The Musicians
Artwork Details
- Title: The Musicians
- Artist: Caravaggio (Michelangelo Merisi) (Italian, Milan or Caravaggio 1571–1610 Porto Ercole)
- Date: 1597
- Medium: Oil on canvas
- Dimensions: 36 1/4 x 46 5/8 in. (92.1 x 118.4 cm)
- Classification: Paintings
- Credit Line: Rogers Fund, 1952
- Object Number: 52.81
- Curatorial Department: European Paintings
Audio

5198. The Musicians
Caravaggio, 1597
ALASDAIR NICOLSON: I guess the thing that strikes me first about this picture is that it's clearly a moment when it's not performance. The lute player is tuning, and somebody is looking at some music; there’s an instrument lying to one side.
Hi. My name is Alasdair Nicolson, and I’m a composer.
DAVID PULLINS: Really Caravaggio's world, both among artists but especially among his patrons, was one that was filled with music and the support of music, so that the patron of this painting, for example, he also financed musical performances.
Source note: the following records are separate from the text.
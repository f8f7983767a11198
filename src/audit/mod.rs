//! Description-versus-field consistency checks.
//!
//! Everything here is advisory. Findings are accumulated into reports and
//! never stop a run or change a value.

pub mod auditor;
pub mod completeness;

use std::fmt;
use std::str::FromStr;

use clap::ValueEnum;
use itertools::Itertools;
use serde::{Deserialize, Serialize};

use crate::schema::Column;

pub use auditor::ConsistencyAuditor;
pub use completeness::{LintFinding, LintReport, Severity, lint_registry};

/// Which tiers are compared against the structured fields.
#[derive(Debug, Clone, Copy, Default, PartialEq, Eq, Serialize, Deserialize, ValueEnum)]
#[serde(rename_all = "lowercase")]
pub enum TierPolicy {
    /// Structured fields hold the tier-1 value; higher tiers become notes.
    #[default]
    Baseline,
    /// Every tier must match the structured fields.
    Uniform,
}

impl fmt::Display for TierPolicy {
    fn fmt(&self, f: &mut fmt::Formatter<'_>) -> fmt::Result {
        f.write_str(match self {
            TierPolicy::Baseline => "baseline",
            TierPolicy::Uniform => "uniform",
        })
    }
}

impl FromStr for TierPolicy {
    type Err = String;

    fn from_str(s: &str) -> Result<Self, Self::Err> {
        match s.trim().to_ascii_lowercase().as_str() {
            "baseline" => Ok(TierPolicy::Baseline),
            "uniform" => Ok(TierPolicy::Uniform),
            other => Err(format!("unknown tier policy '{other}' (expected baseline or uniform)")),
        }
    }
}

#[derive(Debug, Clone, Copy, Default, PartialEq, Eq, Serialize, Deserialize)]
pub struct AuditPolicy {
    pub tier_policy: TierPolicy,
    /// Report fields whose kind of value the tier text never mentions.
    pub flag_unmentioned: bool,
}

/// A structured field that disagrees with its description.
#[derive(Debug, Clone, PartialEq, Serialize)]
pub struct Discrepancy {
    pub skill_id: String,
    pub tier: u8,
    pub field: Column,
    /// Field value as written in the dataset.
    pub structured: String,
    /// Value looked for in the text (percent for ratio fields).
    pub expected: f64,
    pub extracted: Vec<u32>,
    pub note: String,
}

/// Higher-tier narrative that differs from the tier-1 field value.
#[derive(Debug, Clone, PartialEq, Serialize)]
pub struct TierNote {
    pub skill_id: String,
    pub tier: u8,
    pub field: Column,
    pub structured: String,
    pub extracted: Vec<u32>,
}

#[derive(Debug, Clone, Copy, PartialEq, Eq, Serialize)]
#[serde(rename_all = "snake_case")]
pub enum GapReason {
    EmptyDescription,
    NoTierMarkup,
    MissingTier,
}

impl fmt::Display for GapReason {
    fn fmt(&self, f: &mut fmt::Formatter<'_>) -> fmt::Result {
        f.write_str(match self {
            GapReason::EmptyDescription => "empty description",
            GapReason::NoTierMarkup => "no tier markup",
            GapReason::MissingTier => "tier missing",
        })
    }
}

/// A description, or one tier of it, that could not be audited.
#[derive(Debug, Clone, PartialEq, Eq, Serialize)]
pub struct ParseGap {
    pub skill_id: String,
    pub tier: Option<u8>,
    pub reason: GapReason,
}

#[derive(Debug, Clone, Default, Serialize)]
pub struct AuditReport {
    pub policy: AuditPolicy,
    pub skills_audited: usize,
    pub discrepancies: Vec<Discrepancy>,
    pub tier_notes: Vec<TierNote>,
    pub parse_gaps: Vec<ParseGap>,
}

impl AuditReport {
    pub fn new(policy: AuditPolicy) -> Self {
        Self {
            policy,
            ..Self::default()
        }
    }

    /// No discrepancies. Gaps and notes are informational.
    pub fn is_clean(&self) -> bool {
        self.discrepancies.is_empty()
    }

    /// Discrepancies grouped by skill, in audit order.
    pub fn by_skill(&self) -> Vec<(&str, Vec<&Discrepancy>)> {
        self.discrepancies
            .iter()
            .chunk_by(|d| d.skill_id.as_str())
            .into_iter()
            .map(|(id, group)| (id, group.collect()))
            .collect()
    }
}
NARRATOR: Caravaggio’s familiarity with the world of music is on display here. But this isn’t a straightforward depiction of musicians getting ready to play. Associate Curator David Pullins.
DAVID PULLINS: In fact a painting like this is completely constructed, and so even the arrangement of these boys in this space, these are different models, and they probably never actually occupied all of the positions you see there at the same time. This is not a snapshot.
NARRATOR: Still, Caravaggio did become well-known for his direct observation of the world around him. The way he painted models–not as idealized Renaissance subjects–but as real people. David Pullins.
DAVID PULLINS: One of the ways that you see that here is in this range of the features of these models who are people who might have been actually just apprentices in his studio. He's really copying the kinds of faces and people he sees around him and that was considered really radical.
So it's hard for us to see them as not idealized and beautiful. They are those things, but they don't follow the kind of canons of beauty and ideal proportion that artists [saw] when they looked at classical sculpture and classical models.
NARRATOR: In other ways, though, Caravaggio was influenced by classical imagery and mythology. For example, there’s a boy at the left in the background. He’s eating very realistic grapes, but he also has...wings. Those choices tell us that he’s Cupid, the classical god of love.
DAVID PULLINS: Who's really fully allegorical. And so it kind of takes you from your lived experience out into an abstract one of symbols.
NARRATOR: Of course, a modern-day musician might read that winged figure differently.
ALASDAIR NICOLSON: Musicians, given the opportunity, will always help themselves to the food on offer in a rehearsal room and in the band room, et cetera. So somebody at the back eating grapes is no surprise.